For many years the control of the fuel/air ratio of burners for various furnaces or heating appliances has been provided for achieving complete combustion. One particular method is to automatically search for the peak value (maximum or minimum) of a property of the flame or combustion products which is indicative of the fuel/air or oxidant ratio of the fuel being burned in the burner, and by various means adjusting the fuel/air oxidant ratio in the combustion chamber.
Several years ago Honeywell Inc. developed an FSP1400 Fuel-Air-Ratio Sensor described in a Honeywell publication 95-6957-1 of October 1970 which made use of a flame rod for sensing the ionization current in an additional small flame having the same premixed fuel/air ratio as the main burner. By means of a control apparatus the fuel/oxidant ratio of the burner was adjusted to provide maximum ionization current. The maximum current always occurred at a premixed fuel/ oxidant ratio 15% greater than the stoichiometric ratio. Reducing the fuel/oxidant ratio until the current was 80% of maximum gave stoichiometric combustion.
The invention relates to a gas burner system according to the precharacterising portion of claim 1 as it is described in US-A 43 30 260. This known system uses an oxygen sensor or a carbon dioxide sensor located in the exhaust duct of the furnace. The speed of a blower supplying combustion air is controlled in accordance with the oxygen or carbon dioxide content of the flue gases. A temperature sensor provided at the heat exchanger controls the supply of fuel via a fuel valve. A controller receives electrical signals corresponding to the status of the fuel valve and based on this signal and an additional signal provided by the oxygen or carbon dioxide sensor calculates a speed control signal for the blower motor. Oxygen and carbon dioxide sensors are subject to changes of their signal outputs during long term operation and in particular if a heating system is out of operation for longer periods of time such as during the summer. Dirt may be deposited on such sensors additionally reducing sensitivity.
It is the main object of the invention to improve the efficiency and reliability of burner controls systems aiming to complete combustion of the fuel. This is achieved by the invention as described in claim 1. Further improvements are described in the subclaim.
Controlling the blower dependent on the amount of gas supply is also known from DE-A 30 44 678. However in this case the blower only provides secondary air whereat primary air is supplied to the burner by the draft of the gas stream ejected from a gas nozzle.
The invention discloses a gas burner system which searches for and maintains the ionization current at a peak value by controlling the fuel and primary air supply to the burner. This would result in an excessive amount of fuel. In addition the secondary air supply to the combustion chamber is controlled proportionally to the primary air supply in such a manner that the fuel/ oxidant ratio in the combustion chamber is adequate for complete combustion. Secondary air has little or no effect on ionization. Other properties of flames or combustion products which have peak values near the stoichiometric ratio could also be used to monitor fuel/oxidant ratio. These include flame temperature, flame radiation, H₂0 and/or CO₂ levels in the burned gases, etc. Properties of flames or combustion products which have minimum values near stoichiometric ratio could also be used.

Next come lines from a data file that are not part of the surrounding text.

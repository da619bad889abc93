//! # Message Types
//!
//! [`ApplicationMessage`] is what handlers receive; [`OutboundMessage`] is what the bus
//! publishes. Bodies are opaque bytes; JSON helpers are provided for the common case.

use chrono::{DateTime, TimeZone, Utc};
use serde::de::DeserializeOwned;
use serde::Serialize;
use uuid::Uuid;

use crate::broker::RawDelivery;
use crate::constants::headers;
use crate::error::BusResult;

/// An inbound message addressed to this application
#[derive(Debug, Clone, PartialEq)]
pub struct ApplicationMessage {
    /// Routing key the message was published under
    pub topic: String,
    pub body: Vec<u8>,
    /// Publisher-supplied identifier; also the key for outcome signals
    pub id: String,
    pub timestamp: Option<DateTime<Utc>>,
    /// Identifier of the message whose processing produced this one
    pub parent_id: Option<String>,
}

impl ApplicationMessage {
    pub fn from_delivery(delivery_id: &str, delivery: &RawDelivery) -> Self {
        let timestamp = delivery
            .properties
            .timestamp
            .and_then(|secs| i64::try_from(secs).ok())
            .and_then(|secs| Utc.timestamp_opt(secs, 0).single());

        Self {
            topic: delivery.routing_key.clone(),
            body: delivery.body.clone(),
            id: delivery_id.to_string(),
            timestamp,
            parent_id: delivery
                .properties
                .header_str(headers::PARENT_ID)
                .map(str::to_string),
        }
    }

    /// Deserialize the body as JSON
    pub fn payload<T: DeserializeOwned>(&self) -> BusResult<T> {
        Ok(serde_json::from_slice(&self.body)?)
    }

    /// A follow-up message whose parent is this one
    pub fn reply(&self, topic: impl Into<String>, body: impl Into<Vec<u8>>) -> OutboundMessage {
        OutboundMessage::new(topic, body).with_parent(self.id.clone())
    }
}

/// A message to publish
#[derive(Debug, Clone, PartialEq)]
pub struct OutboundMessage {
    pub topic: String,
    pub body: Vec<u8>,
    pub id: String,
    pub parent_id: Option<String>,
    pub content_type: Option<String>,
}

impl OutboundMessage {
    /// New message with a fresh v4 identifier
    pub fn new(topic: impl Into<String>, body: impl Into<Vec<u8>>) -> Self {
        Self {
            topic: topic.into(),
            body: body.into(),
            id: Uuid::new_v4().to_string(),
            parent_id: None,
            content_type: None,
        }
    }

    pub fn json<T: Serialize>(topic: impl Into<String>, payload: &T) -> BusResult<Self> {
        let mut message = Self::new(topic, serde_json::to_vec(payload)?);
        message.content_type = Some("application/json".to_string());
        Ok(message)
    }

    pub fn with_parent(mut self, parent_id: impl Into<String>) -> Self {
        self.parent_id = Some(parent_id.into());
        self
    }

    pub fn with_id(mut self, id: impl Into<String>) -> Self {
        self.id = id.into();
        self
    }
}
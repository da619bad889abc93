//! Live broker tests. Run with `cargo test -- --ignored` against a local RabbitMQ.
//! A complete `COURIER_*` environment (or `config/courier.toml`) selects another broker.

mod common;

use common::*;
use courier_bus::config::ConfigLoader;
use courier_bus::dispatch::HandlerRegistry;
use courier_bus::{MessageBus, OutboundMessage, Resolution};
use uuid::Uuid;

#[tokio::test]
#[ignore = "requires RabbitMQ running"]
async fn test_round_trip_against_rabbitmq() {
    courier_bus::logging::init_structured_logging();

    let service_name = format!("courier_it_{}", Uuid::new_v4().simple());
    let mut config = ConfigLoader::new()
        .load()
        .unwrap_or_else(|_| test_config(1));
    config.app_name = APP_NAME.to_string();
    config.service_name = service_name.clone();
    config.retry_delay_seconds = 1;

    let mut registry = HandlerRegistry::new();
    registry
        .on("it.created", |message, outcomes| async move {
            let _ = outcomes.success(message.id, Vec::new());
        })
        .unwrap();

    let bus = MessageBus::connect(config, registry).await.unwrap();
    let mut resolutions = bus.resolutions();
    bus.start().await.unwrap();
    // Provisioning a second time against a live broker must not fail
    bus.provision().await.unwrap();

    bus.publish(
        &OutboundMessage::new("it.created", b"{}".to_vec()).with_id("live-1"),
        None,
    )
    .await
    .unwrap();

    assert_eq!(
        next_resolution(&mut resolutions).await,
        Resolution::Acked {
            delivery_id: "live-1".into(),
            published: 0,
            failed: 0
        }
    );
    bus.disconnect().await.unwrap();
}
#![allow(clippy::doc_markdown)] // Allow technical terms like RabbitMQ, AMQP in docs
#![allow(clippy::missing_errors_doc)] // Allow public functions without # Errors sections
#![allow(clippy::must_use_candidate)] // Allow methods without must_use when context is clear

//! # Courier Bus
//!
//! Topic-routed message bus core over AMQP 0.9.1 with at-least-once delivery and bounded,
//! delayed redelivery through a dead-letter/retry topology.
//!
//! ## Overview
//!
//! Each service owns a topic exchange, a primary queue, a dead-letter exchange and a retry
//! queue. Handlers receive messages for the topics they registered and report an outcome:
//!
//! - **Success**: the delivery is acknowledged and any follow-up messages are published
//! - **Error**: the delivery is rejected into the retry queue, comes back after the retry
//!   delay, and is dropped once its retry limit (default 60) is reached
//!
//! ## Module Organization
//!
//! - [`bus`] - The [`MessageBus`] façade: start, publish, subscribe, disconnect
//! - [`topology`] - Exchange/queue graph and its idempotent provisioning
//! - [`dispatch`] - Inbound consumption, handler registry and in-flight tracking
//! - [`resolver`] - Outcome signals to ack/nack decisions, retry accounting
//! - [`publisher`] - Outbound publication with identity and lineage stamping
//! - [`messaging`] - Message and outcome signal types
//! - [`broker`] - Broker abstraction with RabbitMQ and in-memory providers
//! - [`config`] - Layered configuration
//! - [`error`] - Structured error handling
//! - [`logging`] - Structured logging setup
//!
//! ## Quick Start
//!
//! ```rust,no_run
//! use courier_bus::config::ConfigLoader;
//! use courier_bus::dispatch::HandlerRegistry;
//! use courier_bus::MessageBus;
//!
//! # async fn example() -> Result<(), Box<dyn std::error::Error>> {
//! let config = ConfigLoader::new().load()?;
//!
//! let mut registry = HandlerRegistry::new();
//! registry.on("invoice.created", |message, outcomes| async move {
//!     let follow_up = message.reply("invoice.sent", message.body.clone());
//!     let _ = outcomes.success(message.id, vec![follow_up]);
//! })?;
//!
//! let bus = MessageBus::connect(config, registry).await?;
//! bus.start().await?;
//! // ... run until shutdown
//! bus.disconnect().await?;
//! # Ok(())
//! # }
//! ```
//!
//! ## Testing
//!
//! [`broker::InMemoryBroker`] emulates exchanges, dead-lettering, message TTL and the
//! `x-death` header, so the full retry loop runs in-process:
//!
//! ```rust
//! use courier_bus::broker::InMemoryBroker;
//! use courier_bus::config::BusConfig;
//! use courier_bus::dispatch::HandlerRegistry;
//! use courier_bus::MessageBus;
//!
//! # fn main() -> Result<(), Box<dyn std::error::Error>> {
//! let config = BusConfig::builder().app_name("shop").service_name("orders").build()?;
//! let bus = MessageBus::with_broker(config, HandlerRegistry::new(), InMemoryBroker::new());
//! assert_eq!(bus.topology().retry_queue, "orders_queue_retry");
//! # Ok(())
//! # }
//! ```

pub mod broker;
pub mod bus;
pub mod config;
pub mod constants;
pub mod dispatch;
pub mod error;
pub mod logging;
pub mod messaging;
pub mod publisher;
pub mod resolver;
pub mod topology;

pub use bus::MessageBus;
pub use config::{BusConfig, ConfigLoader};
pub use dispatch::{HandlerRegistry, MessageHandler};
pub use error::{BusError, BusResult, UnroutableReason};
pub use messaging::{ApplicationMessage, OutboundMessage, OutcomeSender, OutcomeSignal};
pub use resolver::{DeliveryState, Resolution};
pub use topology::{TopologyDescriptor, TopologyProvisioner};
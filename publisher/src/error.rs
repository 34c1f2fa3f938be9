//! Error types for the publisher.
//!
//! Every failure in the publish workflow is fatal: the variants below exist
//! so the operator can see which stage stopped the run and why, not so
//! callers can recover.

use crate::packaging_error::PackagingError;
use camino::Utf8PathBuf;
use std::path::PathBuf;
use std::process::ExitStatus;
use thiserror::Error;

/// Errors that can occur while packaging and publishing release artifacts.
#[derive(Debug, Error)]
pub enum PublishError {
    /// The repository credential was not present in the environment.
    #[error("{variable} not specified")]
    MissingCredential {
        /// Name of the environment variable that must hold the credential.
        variable: String,
    },

    /// The configuration file exists but could not be read or parsed.
    #[error("invalid configuration at {path}: {reason}")]
    ConfigInvalid {
        /// Path to the configuration file.
        path: Utf8PathBuf,
        /// Description of the read or parse error.
        reason: String,
    },

    /// Branch, version, or build number could not be determined.
    #[error("version resolution failed: {reason}")]
    VersionResolution {
        /// Description of what could not be resolved.
        reason: String,
    },

    /// A directory in the release tree could not be read.
    #[error("failed to read directory {path}")]
    DirectoryUnreadable {
        /// The directory that could not be read.
        path: Utf8PathBuf,
        /// The underlying I/O error.
        #[source]
        source: std::io::Error,
    },

    /// A path in the release tree is not valid UTF-8.
    #[error("path is not valid UTF-8: {}", .0.display())]
    NonUtf8Path(PathBuf),

    /// An archive could not be created.
    #[error(transparent)]
    Packaging(#[from] PackagingError),

    /// An external command exited unsuccessfully.
    #[error("{description} failed ({status}): {stderr}")]
    CommandFailed {
        /// Human-readable description of the step that ran the command.
        description: String,
        /// Exit status reported by the process.
        status: ExitStatus,
        /// Trimmed standard error output of the process.
        stderr: String,
    },

    /// An I/O operation failed (spawning a process, writing output).
    #[error("I/O error: {0}")]
    Io(#[from] std::io::Error),

    /// Test stub received an unexpected or mismatched command invocation.
    #[cfg(any(test, feature = "test-support"))]
    #[error("stub mismatch: {message}")]
    StubMismatch {
        /// Description of what was expected versus what was received.
        message: String,
    },
}

/// Result type alias using [`PublishError`].
pub type Result<T> = std::result::Result<T, PublishError>;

Brief Description of the Drawings

Fig. 1 is schematic showing of a furnace or combustion appliance having a burner in the combustion chamber to which gas and primary air is supplied. The combustion chamber is then supplied with secondary air for maximum combustion efficiency, and
Fig. 2 is a graphical representation showing the flame rod electrode current for various levels of premixed fuel/oxidant ratio (fuel number or excess air percentages).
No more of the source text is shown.